Around the same time, Jack Sams, an IBM employee met Gates again. As Mlodinow writes, “They both knew of another operating system that was available, a system that was available, a system that was, depending on whom you ask, based or inspired by Kildall’s. According to Sams, Gates said, “Do you want to get…[that operating system], or do you want me to?” Sams, apparently not appreciating the implications, said, “By all means, you get it.””
Sams of course did not understand the implications of his statement. Gates got the operating system for around $50,000 (or by some accounts, a little more), “made a few changes, and renamed it DOS (disk operating system). IBM, apparently with little faith in the potential of its new idea, licensed DOS from Gates for a low per-copy royalty fee, letting Gates retain the rights.” And the rest as we have seen is history. There was a lot of luck involved in the success of Gates. If Kildall had co-operated, Gates wouldn’t have come into the picture at all.
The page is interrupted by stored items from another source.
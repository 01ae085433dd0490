//! Integration tests
//!
//! Drive the whole planning and export pipeline over synthetic catalogs with
//! a fake clip tool standing in for ffmpeg.

mod fixtures;
mod scenarios;
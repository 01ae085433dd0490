//! FFmpeg module - external tool wrappers
//!
//! This module handles:
//! - Duration probing (ffprobe, or libav with the `libav` feature)
//! - Encoder detection and the hardware to software fallback
//! - Cutting, concatenating and finalizing clips
//! - Frame sampling for the duplicate detector

pub mod clip;
pub mod frame;
pub mod probe;

use std::path::Path;
use std::process::{Command, Output, Stdio};

#[cfg(target_os = "windows")]
use std::os::windows::process::CommandExt;

use crate::error::ToolError;

pub use clip::{format_concat_entry, move_into_place, FfmpegTool};
pub use frame::FfmpegFrameSampler;
pub use probe::{parse_probe_output, FfprobeDuration};
#[cfg(feature = "libav")]
pub use probe::LibavDuration;

/// Keeps console windows from popping up for child processes on Windows
#[cfg(target_os = "windows")]
const CREATE_NO_WINDOW: u32 = 0x0800_0000;

/// Clips at or below this size are treated as failed cuts
pub const MIN_CLIP_BYTES: u64 = 100;

/// Initialize the libav libraries
#[cfg(feature = "libav")]
pub fn init() -> Result<(), ToolError> {
    ffmpeg_next::init().map_err(|e| ToolError::Libav(format!("ffmpeg::init() failed: {}", e)))?;
    tracing::info!("libav initialized");
    Ok(())
}

/// Video encoders in order of preference
#[derive(Debug, Clone, Copy, PartialEq, Eq)]
pub enum VideoEncoder {
    H264Nvenc,
    HevcNvenc,
    Libx264,
}

impl VideoEncoder {
    pub fn codec_name(&self) -> &'static str {
        match self {
            VideoEncoder::H264Nvenc => "h264_nvenc",
            VideoEncoder::HevcNvenc => "hevc_nvenc",
            VideoEncoder::Libx264 => "libx264",
        }
    }

    pub fn is_hardware(&self) -> bool {
        !matches!(self, VideoEncoder::Libx264)
    }
}

/// Pick the best encoder from `ffmpeg -encoders` output
pub fn select_encoder(encoder_listing: &str, prefer_hardware: bool) -> VideoEncoder {
    if !prefer_hardware {
        return VideoEncoder::Libx264;
    }
    let listing = encoder_listing.to_lowercase();
    if listing.contains(" h264_nvenc") {
        return VideoEncoder::H264Nvenc;
    }
    if listing.contains(" hevc_nvenc") {
        return VideoEncoder::HevcNvenc;
    }
    VideoEncoder::Libx264
}

/// Ask the ffmpeg binary which encoders it was built with
pub fn detect_encoder(ffmpeg_path: &Path, prefer_hardware: bool) -> VideoEncoder {
    if !prefer_hardware {
        return VideoEncoder::Libx264;
    }
    let listing = tool_command(ffmpeg_path)
        .arg("-hide_banner")
        .arg("-encoders")
        .stdout(Stdio::piped())
        .stderr(Stdio::null())
        .output()
        .map(|out| String::from_utf8_lossy(&out.stdout).into_owned())
        .unwrap_or_default();

    let encoder = select_encoder(&listing, prefer_hardware);
    tracing::info!("Using video encoder {}", encoder.codec_name());
    encoder
}

/// A `Command` for an external tool with platform flags applied
pub(crate) fn tool_command(program: &Path) -> Command {
    #[allow(unused_mut)]
    let mut command = Command::new(program);
    #[cfg(target_os = "windows")]
    command.creation_flags(CREATE_NO_WINDOW);
    command
}

/// Run a prepared command to completion, turning a non-zero exit into an error
pub(crate) fn run_tool(mut command: Command, tool: &str) -> Result<Output, ToolError> {
    tracing::debug!("Running {:?}", command);
    let output = command
        .stdin(Stdio::null())
        .stdout(Stdio::piped())
        .stderr(Stdio::piped())
        .output()
        .map_err(|source| ToolError::Spawn {
            tool: tool.to_string(),
            source,
        })?;

    if !output.status.success() {
        let stderr = String::from_utf8_lossy(&output.stderr);
        return Err(ToolError::Failed {
            tool: tool.to_string(),
            status: output.status.to_string(),
            stderr: last_lines(&stderr, 5),
        });
    }
    Ok(output)
}

/// The tail end of a tool's stderr, where the actual error usually is
fn last_lines(text: &str, n: usize) -> String {
    let lines: Vec<&str> = text.lines().filter(|l| !l.trim().is_empty()).collect();
    let skip = lines.len().saturating_sub(n);
    lines[skip..].join("\n")
}
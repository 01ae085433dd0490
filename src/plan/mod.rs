//! Clip plan emitter
//!
//! Turns resolved timeline segments into cut instructions for the external
//! cutter and names the exported file.

use std::path::PathBuf;

use chrono::NaiveDateTime;
use serde::Serialize;

use crate::catalog::{Catalog, SourceFile};
use crate::timeline::{seconds_between, Resolution, TimelineSegment};

/// One cut instruction
#[derive(Debug, Clone, PartialEq, Serialize)]
pub struct ClipPlan {
    /// Recording to cut from
    pub source: SourceFile,
    /// Offset into the recording in seconds
    pub cut_start_secs: f64,
    /// Length of the cut in seconds
    pub cut_duration_secs: f64,
    /// 1-based concatenation order
    pub ordinal: usize,
    pub segment_start: NaiveDateTime,
    pub segment_end: NaiveDateTime,
    pub kill_count: usize,
}

impl ClipPlan {
    pub fn source_path(&self) -> &PathBuf {
        &self.source.path
    }

    /// Midpoint of the cut, relative to the recording start
    pub fn midpoint_secs(&self) -> f64 {
        self.cut_start_secs + self.cut_duration_secs / 2.0
    }
}

/// Build one plan per segment, in timeline order.
///
/// Each segment is cut from the relevant recording with the largest overlap;
/// on a tie the segment's own recording wins. Segments without any
/// overlapping recording are skipped.
pub fn emit_clip_plans(resolution: &Resolution, catalog: &Catalog) -> Vec<ClipPlan> {
    let window = &resolution.window;
    let relevant = catalog.relevant(window.start, window.end);

    let mut plans = Vec::with_capacity(resolution.segments().len());
    for segment in resolution.segments() {
        let Some(source) = best_source(segment, &relevant) else {
            tracing::warn!(
                "No recording overlaps {} - {}, skipping segment",
                segment.start_time,
                segment.end_time
            );
            continue;
        };

        let cut_start_secs = seconds_between(source.recording_start, segment.start_time).max(0.0);
        let plan = ClipPlan {
            source: source.clone(),
            cut_start_secs,
            cut_duration_secs: segment.duration_secs(),
            ordinal: plans.len() + 1,
            segment_start: segment.start_time,
            segment_end: segment.end_time,
            kill_count: segment.kill_times.len(),
        };
        tracing::debug!(
            "Clip {}: {} from {:.3}s for {:.3}s",
            plan.ordinal,
            source.display_name(),
            plan.cut_start_secs,
            plan.cut_duration_secs
        );
        plans.push(plan);
    }
    plans
}

fn best_source<'a>(
    segment: &'a TimelineSegment,
    relevant: &[&'a SourceFile],
) -> Option<&'a SourceFile> {
    let own = segment.source.overlap_secs(segment.start_time, segment.end_time);
    let mut best: Option<(&SourceFile, f64)> = (own > 0.0).then_some((&segment.source, own));

    for file in relevant {
        let overlap = file.overlap_secs(segment.start_time, segment.end_time);
        if overlap > best.map(|(_, o)| o).unwrap_or(0.0) {
            best = Some((*file, overlap));
        }
    }
    best.map(|(file, _)| file)
}

/// `killcount_<YYYYMMDD_HHMMSS>_group<N>.<ext>` for the `group`-th exported episode
pub fn output_file_name(first_kill: NaiveDateTime, group: usize, extension: &str) -> String {
    format!(
        "killcount_{}_group{}.{}",
        first_kill.format("%Y%m%d_%H%M%S"),
        group,
        extension.trim_start_matches('.')
    )
}
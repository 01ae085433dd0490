//! Command line arguments

use std::path::PathBuf;

use clap::Parser;

use crate::config::ExportConfig;

/// Export killstreak clips from timestamped replay recordings.
#[derive(Parser, Debug, Clone)]
#[command(name = "killstreak-exporter")]
#[command(author, version, about, long_about = None)]
pub struct Args {
    /// Directory holding the source recordings
    #[arg(short, long)]
    pub input_dir: Option<PathBuf>,

    /// Directory receiving exported clips
    #[arg(short, long)]
    pub output_dir: Option<PathBuf>,

    /// TOML configuration file
    #[arg(short, long, default_value = "config.toml")]
    pub config: PathBuf,

    /// Seconds kept before each kill
    #[arg(long)]
    pub lead: Option<f64>,

    /// Seconds kept after each kill
    #[arg(long)]
    pub tail: Option<f64>,

    /// Maximum gap in seconds between kills of one episode
    #[arg(long)]
    pub threshold: Option<f64>,

    /// Minimum kills per exported episode
    #[arg(long)]
    pub min_kills: Option<usize>,

    /// Checkpoint file
    #[arg(long)]
    pub state_file: Option<PathBuf>,

    /// Directory for intermediate clips
    #[arg(long)]
    pub temp_dir: Option<PathBuf>,

    /// Print the clip plans as JSON without cutting anything
    #[arg(long)]
    pub dry_run: bool,

    /// Report visually similar clips after planning
    #[arg(long)]
    pub find_duplicates: bool,

    /// Write a default configuration file to the --config path and exit
    #[arg(long)]
    pub write_default_config: bool,

    /// Logging level (trace, debug, info, warn, error)
    #[arg(long)]
    pub log_level: Option<String>,
}

impl Args {
    /// Overlay command line values on a loaded configuration
    pub fn apply_to(&self, mut config: ExportConfig) -> ExportConfig {
        if let Some(ref dir) = self.input_dir {
            config.input_dir = dir.clone();
        }
        if let Some(ref dir) = self.output_dir {
            config.output_dir = dir.clone();
        }
        if let Some(lead) = self.lead {
            config.grouping.lead_secs = lead;
        }
        if let Some(tail) = self.tail {
            config.grouping.tail_secs = tail;
        }
        if let Some(threshold) = self.threshold {
            config.grouping.threshold_secs = threshold;
        }
        if let Some(min_kills) = self.min_kills {
            config.grouping.min_kills = min_kills;
        }
        if let Some(ref path) = self.state_file {
            config.state_file = path.clone();
        }
        if let Some(ref dir) = self.temp_dir {
            config.temp_dir = Some(dir.clone());
        }
        if self.find_duplicates {
            config.dedup.enabled = true;
        }
        if let Some(ref level) = self.log_level {
            config.log_level = level.clone();
        }
        config
    }
}
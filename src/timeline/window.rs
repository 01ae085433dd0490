//! Window adjuster - pads an episode's kill span with lead and tail footage

use chrono::NaiveDateTime;
use serde::Serialize;

use crate::config::PaddingPolicy;

use super::{seconds, seconds_between, Episode};

/// Padded time range of one episode
#[derive(Debug, Clone, Copy, PartialEq, Serialize)]
pub struct AdjustedWindow {
    pub start: NaiveDateTime,
    pub end: NaiveDateTime,
    /// Tail padding that was asked for
    pub requested_tail_secs: f64,
    /// Tail padding actually applied after capping
    pub applied_tail_secs: f64,
}

impl AdjustedWindow {
    pub fn duration_secs(&self) -> f64 {
        seconds_between(self.start, self.end)
    }

    /// True when the padding policy cut the tail short
    pub fn tail_shortened(&self) -> bool {
        self.applied_tail_secs < self.requested_tail_secs
    }
}

/// Compute `[first_kill - lead, last_kill + min(tail, cap)]` for an episode.
///
/// The cap is the policy's tail cap, further limited by the footage left in
/// the recording that owns the last kill. The start is not clamped to any
/// recording; the resolver clips against real file bounds.
pub fn adjust_window(
    episode: &Episode,
    lead_secs: f64,
    tail_secs: f64,
    policy: &PaddingPolicy,
) -> Option<AdjustedWindow> {
    let first = episode.first_kill()?;
    let last = episode.last_kill()?;

    let room = episode
        .owning_source(last)
        .map(|s| seconds_between(last, s.recording_end()).max(0.0))
        .unwrap_or(0.0);
    let cap = policy.tail_cap_secs().min(room);
    let applied = tail_secs.min(cap).max(0.0);

    if applied < tail_secs {
        tracing::debug!(
            "Tail after {} shortened from {}s to {}s",
            last,
            tail_secs,
            applied
        );
    }

    Some(AdjustedWindow {
        start: first - seconds(lead_secs),
        end: last + seconds(applied),
        requested_tail_secs: tail_secs,
        applied_tail_secs: applied,
    })
}
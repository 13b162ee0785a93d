// Audio module - channel routing, cue playback and the cpal output port

pub mod cue_player;
pub mod dsp_utils;
pub mod parameters;
pub mod port;
pub mod routing;

pub use cue_player::{CuePlayer, CueTrigger, SampleBuffer, SampleLibrary, cue_channel};
pub use port::{CpalConnector, CpalPort};
pub use routing::{AudioSource, ChannelRouter, RoutingError};

use crate::connection::DeviceManager;

/// Device manager for the audio output
pub type AudioDeviceManager = DeviceManager<CpalConnector>;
Also, if IBM had just bought the operating system itself, the situation would have been very different.
“Unfortunately, even if the achievement is purely random, as in coin flipping, people will usually look back and credit the successful individual with great skill for having accomplished it. We make many mistakes of this type, attributing skill to a person who had only luck,” says Mlodinow.
Investment professionals go through a similar lucky phase. Take the case of star fund manager Bill Miller whose Legg Mason Value Trust mutual fund beat the returns of S&P 500 Index for 15 consecutive years from 1991 to 2005. Tomes got written on his legendary investing style and various reasons got attributed to his success. But Mlodinow feels Miller was plain lucky.
“Bill Miller is an example of a person who was credited for skill but had only luck. His mutual fund beat the S&P 500 index for 15 years straight, so it looks skillful, but many theories of stock pricing show that the market is too unpredictable for such a streak to be meaningful,” says Mlodinow.
“On the other hand, a simple calculation shows that if a the few thousand mutual fund managers who were managing funds comparable to his were simply flipping coins once a year, rather than investing in the market, and if we equated getting “heads” with beating the S&P, then, after a few decades, the chances of a streak of “beating the S&P” for 15 or more years in a row would be 75%. This illustrates that a streak like his was to be expected, by chance alone, and hence does not indicate skill,” says Mlodinow.
So if it’s ultimately all about luck, shouldn’t we try to make things happen?
“People who accomplish great things have usually failed many times prior to their success, or at least had only moderate success before their really great breakthrough. As Thomas Watson of IBM said, “If you want to succeed, double your failure rate,” says Mlodinow.